// crates/imstack-layout/src/stack.rs

use glam::Vec2;
use imstack_core::{LayoutError, LayoutOptions, LayoutStyle, NodeId, Orientation, Rect, Result, MIN_SIZE};
use tracing::{debug, error, trace, warn};

use crate::config::LayoutConfig;
use crate::group::{LayoutGroup, LayoutNode};
use crate::pool::{NodePoolStats, NodePools};

/// Answer for nodes that have not been through a resolution pass yet.
pub const DUMMY_RECT: Rect = Rect::new(0.0, 0.0, 1.0, 1.0);

/// Frame-pipelined stack layout.
///
/// Widget code declares this frame's tree with [`begin_layout_group`],
/// [`get_rect`] and [`end_layout_group`] while the engine answers every
/// declaration from the tree resolved at the end of the previous frame.
/// [`layout`] resolves the tree just built, swaps it in as the read tree
/// and recycles the tree it replaces.
///
/// [`begin_layout_group`]: StackLayout::begin_layout_group
/// [`get_rect`]: StackLayout::get_rect
/// [`end_layout_group`]: StackLayout::end_layout_group
/// [`layout`]: StackLayout::layout
#[derive(Debug)]
pub struct StackLayout {
    roots: [LayoutGroup; 2],
    /// Index into `roots` of the tree being built; the other one is read.
    write: usize,
    /// Child indices from the write root down to the open group.
    write_path: Vec<usize>,
    /// Same path on the read side; `None` once a group had no counterpart.
    read_path: Vec<Option<usize>>,
    pools: NodePools,
    dummy_group: LayoutGroup,
    style: LayoutStyle,
    root_size: Vec2,
    frame: u64,
    poisoned: Option<LayoutError>,
}

impl StackLayout {
    pub fn new(root_id: NodeId, root_size: Vec2) -> Self {
        Self::with_config(LayoutConfig::default().with_root_id(root_id).with_root_size(root_size))
    }

    pub fn with_config(config: LayoutConfig) -> Self {
        let root_size = clamp_root_size(config.root_size);
        let root = || LayoutGroup::root(config.root_id, config.root_orientation, root_size, &config.style);
        Self {
            roots: [root(), root()],
            write: 0,
            write_path: Vec::new(),
            read_path: Vec::new(),
            pools: NodePools::with_capacity(config.entry_pool_capacity, config.group_pool_capacity),
            dummy_group: LayoutGroup::dummy(),
            style: config.style,
            root_size,
            frame: 0,
            poisoned: None,
        }
    }

    /// Frame-start hook.
    pub fn begin(&mut self) {
        trace!(frame = self.frame, depth = self.depth(), "frame begin");
    }

    /// Declares a leaf for this frame and returns its rect from the last
    /// resolved frame, or [`DUMMY_RECT`] when it has none.
    pub fn get_rect(
        &mut self,
        id: NodeId,
        content_size: Vec2,
        options: Option<&LayoutOptions>,
        tag: Option<&str>,
    ) -> Result<Rect> {
        self.ensure_usable()?;

        let mut entry = self.pools.entries.get();
        if let Err(err) = entry.init(id, content_size, options, &self.style) {
            self.pools.entries.put(entry);
            return Err(self.fail(err));
        }
        entry.set_tag(tag);
        self.attach(LayoutNode::Entry(entry))?;

        match self.read_top().get(id) {
            Some(node) => Ok(node.rect()),
            None => {
                trace!(id, depth = self.depth(), "no resolved rect yet");
                Ok(DUMMY_RECT)
            }
        }
    }

    /// Opens a group; every following declaration becomes its child until
    /// the matching [`end_layout_group`](StackLayout::end_layout_group).
    pub fn begin_layout_group(
        &mut self,
        id: NodeId,
        orientation: Orientation,
        options: Option<&LayoutOptions>,
        tag: Option<&str>,
    ) -> Result<()> {
        self.ensure_usable()?;

        let mut group = self.pools.groups.get();
        if let Err(err) = group.init(id, orientation, options, &self.style) {
            self.pools.groups.put(group);
            return Err(self.fail(err));
        }
        group.entry.set_tag(tag);
        let index = self.attach(LayoutNode::Group(group))?;
        self.write_path.push(index);

        let read_index = self.read_top_group().and_then(|parent| {
            parent
                .position_of(id)
                .filter(|&index| parent.child_at(index).is_some_and(LayoutNode::is_group))
        });
        if read_index.is_none() {
            trace!(id, depth = self.depth(), "group has no resolved counterpart");
        }
        self.read_path.push(read_index);
        Ok(())
    }

    pub fn end_layout_group(&mut self) -> Result<()> {
        self.ensure_usable()?;
        if self.write_path.is_empty() {
            return Err(self.fail(LayoutError::StackUnderflow));
        }
        self.write_path.pop();
        self.read_path.pop();
        Ok(())
    }

    /// Resolves the tree built this frame, makes it the read tree and
    /// recycles the tree it replaces.
    pub fn layout(&mut self) -> Result<()> {
        self.ensure_usable()?;
        if !self.write_path.is_empty() || !self.read_path.is_empty() {
            let open = self.write_path.len().max(self.read_path.len());
            return Err(self.fail(LayoutError::UnbalancedGroups { open }));
        }

        let root = &mut self.roots[self.write];
        if let Err(err) = root.resolve() {
            return Err(self.fail(err));
        }
        debug!(
            frame = self.frame,
            nodes = root.descendant_count(),
            root = %root.rect(),
            "layout resolved"
        );

        self.write = 1 - self.write;
        self.roots[self.write].recycle_children(&mut self.pools);
        self.frame += 1;

        debug!(
            idle_entries = self.pools.entries.len(),
            idle_groups = self.pools.groups.len(),
            "stale tree recycled"
        );
        Ok(())
    }

    /// Resizes both roots so the new size is seen on either side of the swap.
    pub fn set_root_size(&mut self, size: Vec2) {
        let size = clamp_root_size(size);
        for root in &mut self.roots {
            root.set_viewport_size(size);
        }
        self.root_size = size;
    }

    /// Discards the frame under construction and clears an earlier error.
    /// The read tree is left untouched.
    pub fn reset(&mut self) {
        self.roots[self.write].recycle_children(&mut self.pools);
        self.write_path.clear();
        self.read_path.clear();
        if let Some(err) = self.poisoned.take() {
            warn!(frame = self.frame, "layout engine reset after error: {}", err);
        }
    }

    /// Rect from the last resolved frame of the group currently open.
    pub fn current_group_rect(&self) -> Rect {
        self.read_top_group().map_or(DUMMY_RECT, LayoutGroup::rect)
    }

    /// Rect from the last resolved frame at a path of ids below the root.
    pub fn find_rect(&self, path: &[NodeId]) -> Option<Rect> {
        let Some((&last, parents)) = path.split_last() else {
            return Some(self.read_root().rect());
        };
        let mut group = self.read_root();
        for &id in parents {
            group = group.get(id)?.as_group()?;
        }
        group.get(last).map(LayoutNode::rect)
    }

    /// Number of open groups including the root.
    pub fn depth(&self) -> usize {
        self.write_path.len() + 1
    }

    /// Number of completed layout passes.
    pub fn frame(&self) -> u64 {
        self.frame
    }

    pub fn root_size(&self) -> Vec2 {
        self.root_size
    }

    pub fn style(&self) -> &LayoutStyle {
        &self.style
    }

    /// Applies to nodes declared from now on.
    pub fn set_style(&mut self, style: LayoutStyle) {
        self.style = style;
    }

    /// Tree resolved by the last [`layout`](StackLayout::layout).
    pub fn read_root(&self) -> &LayoutGroup {
        &self.roots[1 - self.write]
    }

    /// Tree being declared this frame.
    pub fn write_root(&self) -> &LayoutGroup {
        &self.roots[self.write]
    }

    pub fn pool_stats(&self) -> NodePoolStats {
        self.pools.stats()
    }

    pub fn is_poisoned(&self) -> bool {
        self.poisoned.is_some()
    }

    fn ensure_usable(&self) -> Result<()> {
        match &self.poisoned {
            Some(err) => Err(LayoutError::Poisoned(Box::new(err.clone()))),
            None => Ok(()),
        }
    }

    fn fail(&mut self, err: LayoutError) -> LayoutError {
        error!(frame = self.frame, depth = self.depth(), "layout aborted: {}", err);
        if self.poisoned.is_none() {
            self.poisoned = Some(err.clone());
        }
        err
    }

    fn attach(&mut self, node: LayoutNode) -> Result<usize> {
        let added = match self.write_top() {
            Some(parent) => parent.add(node),
            None => Err((LayoutError::StackMismatch, node)),
        };
        added.map_err(|(err, node)| {
            self.release(node);
            self.fail(err)
        })
    }

    fn release(&mut self, node: LayoutNode) {
        match node {
            LayoutNode::Entry(entry) => self.pools.entries.put(entry),
            LayoutNode::Group(mut group) => {
                group.recycle_children(&mut self.pools);
                self.pools.groups.put(group);
            }
        }
    }

    fn write_top(&mut self) -> Option<&mut LayoutGroup> {
        let root = &mut self.roots[self.write];
        self.write_path
            .iter()
            .try_fold(root, |group, &index| group.child_at_mut(index).and_then(LayoutNode::as_group_mut))
    }

    /// Group on top of the read stack, `None` when it had no counterpart.
    fn read_top_group(&self) -> Option<&LayoutGroup> {
        let mut group = self.read_root();
        for slot in &self.read_path {
            group = slot
                .and_then(|index| group.child_at(index))
                .and_then(LayoutNode::as_group)?;
        }
        Some(group)
    }

    fn read_top(&self) -> &LayoutGroup {
        self.read_top_group().unwrap_or(&self.dummy_group)
    }
}

impl Default for StackLayout {
    fn default() -> Self {
        Self::with_config(LayoutConfig::default())
    }
}

fn clamp_root_size(size: Vec2) -> Vec2 {
    let clamped = size.max(Vec2::splat(MIN_SIZE));
    if clamped != size {
        warn!(?size, "root size clamped to {:?}", clamped);
    }
    clamped
}
// crates/imstack-core/src/lib.rs
pub mod error;
pub mod geometry;
pub mod options;
pub mod style;

pub use error::*;
pub use geometry::*;
pub use options::*;
pub use style::*;

/// Identity of a node among its siblings.
pub type NodeId = i32;

pub type Result<T> = std::result::Result<T, LayoutError>;
// crates/imstack-layout/src/group.rs

use glam::Vec2;
use imstack_core::{
    LayoutError, LayoutOptions, LayoutStyle, NodeId, Orientation, Rect, Result, MIN_SIZE,
};

use tracing::trace;

use crate::entry::LayoutEntry;
use crate::pool::{NodePools, Poolable};

/// Id of the placeholder group pushed on the read side when a group has
/// no resolved counterpart from the previous frame.
pub const DUMMY_GROUP_ID: NodeId = -9999;

/// A node of the layout tree: either a leaf entry or a nested group.
#[derive(Debug)]
pub enum LayoutNode {
    Entry(Box<LayoutEntry>),
    Group(Box<LayoutGroup>),
}

impl LayoutNode {
    pub fn entry(&self) -> &LayoutEntry {
        match self {
            LayoutNode::Entry(entry) => entry,
            LayoutNode::Group(group) => &group.entry,
        }
    }

    pub fn entry_mut(&mut self) -> &mut LayoutEntry {
        match self {
            LayoutNode::Entry(entry) => entry,
            LayoutNode::Group(group) => &mut group.entry,
        }
    }

    pub fn id(&self) -> NodeId {
        self.entry().id
    }

    pub fn rect(&self) -> Rect {
        self.entry().rect
    }

    pub fn as_group(&self) -> Option<&LayoutGroup> {
        match self {
            LayoutNode::Group(group) => Some(group),
            LayoutNode::Entry(_) => None,
        }
    }

    pub fn as_group_mut(&mut self) -> Option<&mut LayoutGroup> {
        match self {
            LayoutNode::Group(group) => Some(group),
            LayoutNode::Entry(_) => None,
        }
    }

    pub fn is_group(&self) -> bool {
        matches!(self, LayoutNode::Group(_))
    }

    fn measure(&mut self) {
        if let LayoutNode::Group(group) = self {
            group.measure();
        }
    }

    /// `None` resolves the node as if it had no stretch factor on `axis`.
    fn calc_size(&mut self, axis: Orientation, unit: Option<f32>) -> Result<()> {
        match self {
            LayoutNode::Entry(entry) => match unit {
                Some(unit) => entry.calc_size(axis, unit),
                None => {
                    entry.calc_unstretched_size(axis);
                    Ok(())
                }
            },
            LayoutNode::Group(group) => group.calc_size(axis, unit),
        }
    }

    fn set_position(&mut self, axis: Orientation, value: f32) {
        match self {
            LayoutNode::Entry(entry) => entry.set_position(axis, value),
            LayoutNode::Group(group) => group.set_position(axis, value),
        }
    }
}

/// A node that stacks its children along one axis.
#[derive(Debug, Default)]
pub struct LayoutGroup {
    pub entry: LayoutEntry,
    pub orientation: Orientation,
    children: Vec<LayoutNode>,
}

impl LayoutGroup {
    pub fn new(id: NodeId, orientation: Orientation, options: Option<&LayoutOptions>, style: &LayoutStyle) -> Result<Self> {
        let mut group = Self::default();
        group.init(id, orientation, options, style)?;
        Ok(group)
    }

    /// Root of a layout tree. A root's border box is fixed to the viewport
    /// on both axes; roots are only ever resized.
    pub fn root(id: NodeId, orientation: Orientation, size: Vec2, style: &LayoutStyle) -> Self {
        let mut group = Self::default();
        group.orientation = orientation;
        group.entry.id = id;
        group.entry.border = style.border.sanitized();
        group.entry.padding = style.padding.sanitized();
        group.set_viewport_size(size);
        group
    }

    /// The shared, always-empty stand-in for a group missing from the read tree.
    pub fn dummy() -> Self {
        Self::root(DUMMY_GROUP_ID, Orientation::Vertical, Vec2::ONE, &LayoutStyle::default())
    }

    pub fn init(
        &mut self,
        id: NodeId,
        orientation: Orientation,
        options: Option<&LayoutOptions>,
        style: &LayoutStyle,
    ) -> Result<()> {
        debug_assert!(self.children.is_empty(), "group {} initialised with live children", id);
        self.children.clear();
        self.orientation = orientation;
        self.entry.init(id, Vec2::ZERO, options, style)
    }

    pub fn id(&self) -> NodeId {
        self.entry.id
    }

    pub fn rect(&self) -> Rect {
        self.entry.rect
    }

    /// Fixes the border box to `size` on both axes.
    pub fn set_viewport_size(&mut self, size: Vec2) {
        let size = size.max(Vec2::splat(MIN_SIZE));
        self.entry.min_width = size.x;
        self.entry.max_width = size.x;
        self.entry.min_height = size.y;
        self.entry.max_height = size.y;
        self.entry.horizontal_stretch_factor = 0;
        self.entry.vertical_stretch_factor = 0;
    }

    pub fn children(&self) -> &[LayoutNode] {
        &self.children
    }

    pub fn len(&self) -> usize {
        self.children.len()
    }

    pub fn is_empty(&self) -> bool {
        self.children.is_empty()
    }

    /// Appends a child, rejecting ids already used by a sibling.
    pub fn add(&mut self, node: LayoutNode) -> std::result::Result<usize, (LayoutError, LayoutNode)> {
        let id = node.id();
        if self.position_of(id).is_some() {
            return Err((LayoutError::DuplicateId { parent: self.id(), id }, node));
        }
        self.children.push(node);
        Ok(self.children.len() - 1)
    }

    pub fn position_of(&self, id: NodeId) -> Option<usize> {
        self.children.iter().position(|child| child.id() == id)
    }

    pub fn get(&self, id: NodeId) -> Option<&LayoutNode> {
        self.children.iter().find(|child| child.id() == id)
    }

    pub fn child_at(&self, index: usize) -> Option<&LayoutNode> {
        self.children.get(index)
    }

    pub fn child_at_mut(&mut self, index: usize) -> Option<&mut LayoutNode> {
        self.children.get_mut(index)
    }

    /// Total number of nodes below this group.
    pub fn descendant_count(&self) -> usize {
        self.children
            .iter()
            .map(|child| 1 + child.as_group().map_or(0, LayoutGroup::descendant_count))
            .sum()
    }

    /// Detaches every descendant and hands it back to the pools.
    pub fn recycle_children(&mut self, pools: &mut NodePools) {
        for child in self.children.drain(..) {
            match child {
                LayoutNode::Entry(entry) => pools.entries.put(entry),
                LayoutNode::Group(mut group) => {
                    group.recycle_children(pools);
                    pools.groups.put(group);
                }
            }
        }
    }

    /// Resolves this group as the root of a tree: children are measured,
    /// every node is sized, then positioned from the origin. The group
    /// itself keeps its own fixed or natural size.
    pub fn resolve(&mut self) -> Result<()> {
        for child in &mut self.children {
            child.measure();
        }
        self.calc_size(Orientation::Horizontal, None)?;
        self.calc_size(Orientation::Vertical, None)?;
        self.set_x(0.0);
        self.set_y(0.0);
        Ok(())
    }

    /// Bottom-up pass deriving a group's content size from its children.
    fn measure(&mut self) {
        if self.children.is_empty() {
            return;
        }
        let primary = self.orientation;
        let cross = primary.cross();
        let mut along = 0.0;
        let mut across: f32 = 0.0;
        for child in &mut self.children {
            child.measure();
            let entry = child.entry();
            along += entry.natural_size(primary);
            across = across.max(entry.natural_size(cross));
        }
        self.entry.set_content(primary, along);
        self.entry.set_content(cross, across);
    }

    pub fn calc_width(&mut self, unit_width: f32) -> Result<()> {
        self.calc_size(Orientation::Horizontal, Some(unit_width))
    }

    pub fn calc_height(&mut self, unit_height: f32) -> Result<()> {
        self.calc_size(Orientation::Vertical, Some(unit_height))
    }

    fn calc_size(&mut self, axis: Orientation, unit: Option<f32>) -> Result<()> {
        let stretched = match unit {
            Some(unit) => {
                self.entry.calc_size(axis, unit)?;
                self.entry.is_stretched(axis)
            }
            None => {
                self.entry.calc_unstretched_size(axis);
                false
            }
        };
        // A naturally sized group has no space beyond its children's own.
        let definite = stretched || self.entry.is_fixed(axis);
        let inner = self.entry.inner_size(axis);
        if axis == self.orientation {
            self.distribute_primary(axis, inner, definite)
        } else {
            self.distribute_cross(axis, inner)
        }
    }

    /// Fixed and content-sized children keep their size; the rest of the
    /// inner extent is shared among stretched children by factor. Without
    /// a definite extent or positive remainder stretched children fall
    /// back to their natural size.
    fn distribute_primary(&mut self, axis: Orientation, inner: f32, definite: bool) -> Result<()> {
        let mut consumed = 0.0;
        let mut factors = 0u64;
        for child in &mut self.children {
            let entry = child.entry();
            if definite && entry.is_stretched(axis) {
                factors += u64::from(entry.stretch_factor(axis));
            } else {
                child.calc_size(axis, None)?;
                consumed += child.entry().size(axis);
            }
        }

        if factors == 0 {
            return Ok(());
        }

        let remaining = inner - consumed;
        let unit = if remaining > 0.0 {
            Some(remaining / factors as f32)
        } else {
            trace!(id = self.id(), %axis, remaining, "no space left for stretched children");
            None
        };
        for child in &mut self.children {
            if child.entry().is_stretched(axis) {
                child.calc_size(axis, unit)?;
            }
        }
        Ok(())
    }

    /// Stretched children fill the inner extent; others size themselves.
    fn distribute_cross(&mut self, axis: Orientation, inner: f32) -> Result<()> {
        for child in &mut self.children {
            let entry = child.entry();
            let unit = if inner > 0.0 && entry.is_stretched(axis) {
                Some(inner / entry.stretch_factor(axis) as f32)
            } else {
                None
            };
            child.calc_size(axis, unit)?;
        }
        Ok(())
    }

    pub fn set_x(&mut self, x: f32) {
        self.set_position(Orientation::Horizontal, x);
    }

    pub fn set_y(&mut self, y: f32) {
        self.set_position(Orientation::Vertical, y);
    }

    fn set_position(&mut self, axis: Orientation, value: f32) {
        self.entry.set_position(axis, value);
        let origin = value + self.entry.leading_inset(axis);
        if axis == self.orientation {
            let mut cursor = origin;
            for child in &mut self.children {
                child.set_position(axis, cursor);
                cursor += child.entry().size(axis);
            }
        } else {
            for child in &mut self.children {
                child.set_position(axis, origin);
            }
        }
    }
}

impl Poolable for LayoutGroup {
    fn recycle(&mut self) {
        self.children.clear();
        self.orientation = Orientation::default();
        self.entry.reset();
    }
}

### THE TASK
Count every line in the data that contains the word "both", then give that count and nothing else.

### ANSWER BOX
3